Gracias a Créative Technologie de Citroën, nos lanzamos al espacio y emprendimos una de las aventuras más innovadoras de este siglo: el turismo espacial.

A cada instante, Begoña repetía una frase que se convirtió en un mantra a lo largo del viaje: “Es la primera vez que…” Begoña es Begoña Palacín, la lectora premiada con el más preciado objeto de deseo del concurso Quo 200. Y el viaje fue a Moscú para experimentar qué se siente al flotar en el espacio, en gravedad cero.

Conocer la capital rusa fue una propina adicional completamente inesperada. La basílica de San Basilio, un paseo por uno de los metros más profundos del mundo (se hunde en la tierra casi 200 metros) y el Kremlin completamente iluminado por la noche, solo sirvieron para anticipar lo que nos esperaba.

El segundo día acudimos a Star City, la ciudad de las estrellas, donde los cosmonautas rusos como Yuri Gagarin se entrenaban para ir al espacio. Allí nos prepararían para nuestro primer vuelo en microgravedad.
Esta técnica es utilizada por diferentes agencias espaciales para entrenar a sus astronautas en condiciones similares a las que se encontrarán en el espacio. Consiste en elevarse en un avión acondicionado específicamente (se le han quitado todos los asientos), hasta alcanzar unos 6.000 metros de altura y súbitamente ascender, en un ángulo de 45º, otros 3.000 metros más, para trazar un arco. Es en la meseta de este arco cuando se consigue emular un entorno de gravedad cero que dura unos 15 segundos. Luego, el avión completa la parábola y desciende nuevamente a los 6.000 metros.

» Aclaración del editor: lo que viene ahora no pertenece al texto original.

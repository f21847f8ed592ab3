use std::sync::Arc;

use clap::Parser;
use dotenvy::dotenv;

use plan_fee_benchmark::{
    api::{self, benchmarks::BenchmarkApiState},
    benchmark::{BenchmarkEngine, BenchmarkSource},
    cli::{Cli, Command, IngestArgs},
    config::{Config, SourceKind},
    db,
    error::AppError,
    fixture::FixtureSource,
    ingest::{self, Form5500Row, ScheduleARow},
    logging::init_logging,
    metrics::AppMetrics,
    repository::BenchmarkRepository,
    store::InMemoryBenchmarkStore,
};

#[tokio::main]
async fn main() {
    dotenv().ok();
    init_logging();

    let cli = Cli::parse();

    if let Err(err) = run(cli).await {
        tracing::error!("{}", err);
        std::process::exit(1);
    }
}

async fn run(cli: Cli) -> Result<(), AppError> {
    let config = Config::from_env()
        .and_then(|config| config.apply_cli(&cli))
        .map_err(AppError::Config)?;

    match &cli.command {
        Some(Command::Ingest(args)) => run_ingest(&config, args).await,
        None => serve(config).await,
    }
}

async fn run_ingest(config: &Config, args: &IngestArgs) -> Result<(), AppError> {
    let database_url = config
        .database_url
        .as_deref()
        .ok_or_else(|| AppError::Config("DATABASE_URL is required for ingest".to_string()))?;

    let filings: Vec<Form5500Row> =
        ingest::load_rows(&args.form5500).map_err(|err| AppError::Unknown(err.to_string()))?;
    let schedules: Vec<ScheduleARow> =
        ingest::load_rows(&args.schedule_a).map_err(|err| AppError::Unknown(err.to_string()))?;

    let (records, summary) = ingest::join_filings(filings, schedules, args.plan_year);
    tracing::info!(
        "Joined {} of {} filings; dropped {} ({} without fee, {} negative fee, {} without plan year, {} duplicate)",
        summary.joined,
        summary.filings,
        summary.dropped(),
        summary.missing_fee,
        summary.negative_fee,
        summary.missing_year,
        summary.duplicate
    );

    let pool = db::create_pool(database_url).await?;
    let repository = BenchmarkRepository::new(pool);
    let written = repository.insert_records(&records).await?;
    let total = repository.count_records().await?;

    tracing::info!("Wrote {} records; {} stored in total", written, total);
    Ok(())
}

async fn serve(config: Config) -> Result<(), AppError> {
    tracing::info!("Service starting with config: {:?}", config);

    let source: Arc<dyn BenchmarkSource + Send + Sync> = match config.source {
        SourceKind::Sqlite => {
            let url = config.database_url.as_deref().unwrap_or_default();
            Arc::new(BenchmarkRepository::new(db::create_pool(url).await?))
        }
        SourceKind::Memory => {
            let path = config
                .data_path
                .as_ref()
                .ok_or_else(|| AppError::Config("BENCHMARK_DATA_PATH is required".to_string()))?;
            let store = InMemoryBenchmarkStore::from_json_file(path)
                .map_err(|err| AppError::Config(err.to_string()))?;
            Arc::new(store)
        }
        SourceKind::Fixture => Arc::new(FixtureSource::new()),
    };

    let engine = BenchmarkEngine::new(source);
    if let Err(err) = engine.health_check().await {
        tracing::warn!("Record source {} is not healthy yet: {}", engine.source_name(), err);
    }

    let metrics = Arc::new(
        AppMetrics::new().map_err(|err| AppError::Unknown(format!("metrics: {}", err)))?,
    );
    let cors = api::cors_layer(config.cors_allow_origin.as_deref()).map_err(AppError::Config)?;
    let app = api::build_router(BenchmarkApiState::new(engine, metrics), cors);

    let listener = tokio::net::TcpListener::bind(&config.bind_addr)
        .await
        .map_err(|err| AppError::Config(format!("failed to bind {}: {}", config.bind_addr, err)))?;
    tracing::info!("Listening on {}", config.bind_addr);

    axum::serve(listener, app)
        .await
        .map_err(|err| AppError::Unknown(format!("server failed: {}", err)))
}
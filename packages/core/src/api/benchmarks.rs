//! Benchmark API endpoints
//!
//! Every handler validates its filter parameters, runs one engine call and
//! serializes the result. Malformed numeric filters answer 400; a failing
//! record source answers 503.

use std::sync::Arc;
use std::time::Instant;

use axum::{
    extract::{Query, State},
    response::Json,
};
use serde::Deserialize;

use crate::benchmark::{
    BenchmarkEngine, BenchmarkError, BenchmarkFilter, ChartData, DataRow, FilterOptions,
    FilterParams, InsightResult,
};
use crate::error::AppError;
use crate::metrics::AppMetrics;

/// State shared by the benchmark handlers.
pub struct BenchmarkApiState {
    pub engine: BenchmarkEngine,
    pub metrics: Arc<AppMetrics>,
}

pub type BenchmarkState = Arc<BenchmarkApiState>;

impl BenchmarkApiState {
    pub fn new(engine: BenchmarkEngine, metrics: Arc<AppMetrics>) -> BenchmarkState {
        Arc::new(Self { engine, metrics })
    }

    fn begin(&self, endpoint: &str, params: &FilterParams) -> Result<BenchmarkFilter, AppError> {
        self.metrics.requests_total.with_label_values(&[endpoint]).inc();
        BenchmarkFilter::from_params(params).map_err(|err| self.fail(err))
    }

    /// Count the failure and convert it for the response.
    fn fail(&self, err: BenchmarkError) -> AppError {
        match &err {
            BenchmarkError::MalformedFilterValue { .. } => self.metrics.rejected_filters_total.inc(),
            BenchmarkError::Source(_) => self.metrics.source_errors_total.inc(),
            _ => {}
        }
        err.into()
    }
}

#[derive(Debug, Default, Deserialize)]
pub struct FiltersQuery {
    pub state: Option<String>,
}

#[derive(Debug, Default, Deserialize)]
pub struct InsightsQuery {
    #[serde(flatten)]
    pub filter: FilterParams,
    #[serde(rename = "currentFee")]
    pub current_fee: Option<String>,
}

impl InsightsQuery {
    /// Parsed current fee. Non-numeric values count as not provided.
    pub fn current_fee(&self) -> Option<f64> {
        self.current_fee
            .as_deref()
            .and_then(|raw| raw.trim().parse::<f64>().ok())
            .filter(|fee| fee.is_finite())
    }
}

/// GET /api/data
pub async fn list_data(
    State(state): State<BenchmarkState>,
    Query(params): Query<FilterParams>,
) -> Result<Json<Vec<DataRow>>, AppError> {
    let filter = state.begin("data", &params)?;
    let rows = state
        .engine
        .list_filtered_data(&filter)
        .await
        .map_err(|err| state.fail(err))?;

    state.metrics.records_fetched.observe(rows.len() as f64);
    Ok(Json(rows))
}

/// GET /api/filters
pub async fn filters(
    State(state): State<BenchmarkState>,
    Query(query): Query<FiltersQuery>,
) -> Result<Json<FilterOptions>, AppError> {
    state.metrics.requests_total.with_label_values(&["filters"]).inc();
    let options = state
        .engine
        .filter_options(query.state.as_deref())
        .await
        .map_err(|err| state.fail(err))?;
    Ok(Json(options))
}

/// GET /api/chart-data
pub async fn chart_data(
    State(state): State<BenchmarkState>,
    Query(params): Query<FilterParams>,
) -> Result<Json<ChartData>, AppError> {
    let filter = state.begin("chart_data", &params)?;
    let started = Instant::now();
    let chart = state
        .engine
        .chart_data(&filter)
        .await
        .map_err(|err| state.fail(err))?;

    tracing::debug!(
        "Chart data for {}: {} periods in {:?}",
        filter,
        chart.line_chart.len(),
        started.elapsed()
    );
    Ok(Json(chart))
}

/// GET /api/insights
pub async fn insights(
    State(state): State<BenchmarkState>,
    Query(query): Query<InsightsQuery>,
) -> Result<Json<InsightResult>, AppError> {
    let filter = state.begin("insights", &query.filter)?;
    let result = state
        .engine
        .insights(&filter, query.current_fee())
        .await
        .map_err(|err| state.fail(err))?;
    Ok(Json(result))
}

La expresión zero-g para referirse a gravedad cero apareció por primera vez en 1952 en la literatura. No en un artículo científico; ni siquiera en un comunicado de la NASA. Quien primero la usó fue Arthur C. Clarke en su novela Islas en el Cielo. Y Begoña Palacín lo experimentó unas diez veces.

Desde 2008, cuando se efectuaron los primeros vuelos, hasta hoy, menos de 30.000 personas en el mundo han experimentado este tipo de paseo iniciático. Cerca del triple de los turistas que se atrevieron, hace casi 100 años, a abordar los primeros vuelos comerciales entre 1913 y 1917, según rezan las estadísticas del Departamento de Comercio de Estados Unidos. Lo cual nos convirtió en unos privilegiados y casi pioneros turistas espaciales.

Antes de subir al avión, nos dieron instrucciones básicas y se explicó cuánto duraría el vuelo en total, casi dos horas. A esto le siguieron unos minutos de calma que muy poco duraron. Las condiciones atmosféricas, nos informaron, cambiarían muy pronto y teníamos una ventana meteorológica muy precisa y escasa para acometer el vuelo. Los nervios cada vez eran más evidentes: nadie hablaba, ni siquiera tomábamos fotos. Así, en silencio, llegamos a la nave y uno a uno, instructores y viajeros, fuimos subiendo. Allí nos enseñaron el uso del paracaídas que llevaríamos en la primera etapa del vuelo. Pronto despegamos y la ansiedad comenzó a hacerse evidente. Ansia, miedo, expectación y muchas ganas de vivir lo mismo que los exploradores espaciales ocuparon todo nuestro pensamiento. Tanto que esa primera vez, la que Begoña mencionó durante todo el viaje, nos cogió por sorpresa. Súbitamente, las piernas cobraron vida ajena, se elevaron por encima de la cintura con voluntad propia y nos encontramos cabeza abajo sin saber qué ocurría. Ya no teníamos un referente de arriba o abajo: ni siquiera nos era posible desplazarnos de un sitio a otro, ya que al flotar en medio del avión, sin tener un punto de apoyo, movernos era inviable. Pero allí estaban los instructores.: nos lanzaron de un lado al otro del avión, nos volvieron de pies a cabeza y nos hicieron dar cabriolas infinitas: sin casi resistencia del aire, un movimiento bastaba para dejarnos dando tumbos todo el tiempo que quisiéramos. O pudiéramos, ya que solo teníamos 15 segundos en cada parábola.

En total fueron diez vuelos “astronáuticos”, durante los cuales volamos, flotamos, dimos giros imposibles y vertiginosos que pusieron a prueba nuestra capacidad de mantener el mareo a raya, y vivimos una experiencia pionera en la exploración del universo: el turismo espacial. Porque, como dice Peter Diamantidis, fundador de Zero G, empresa que llevó 12.000 personas a probar la microgravedad (entre otras a Stephen Hawking): “Hay dos fuerzas que han abierto todas las fronteras, la búsqueda de recursos y el turismo”. Y en Quo ya probamos una de ellas.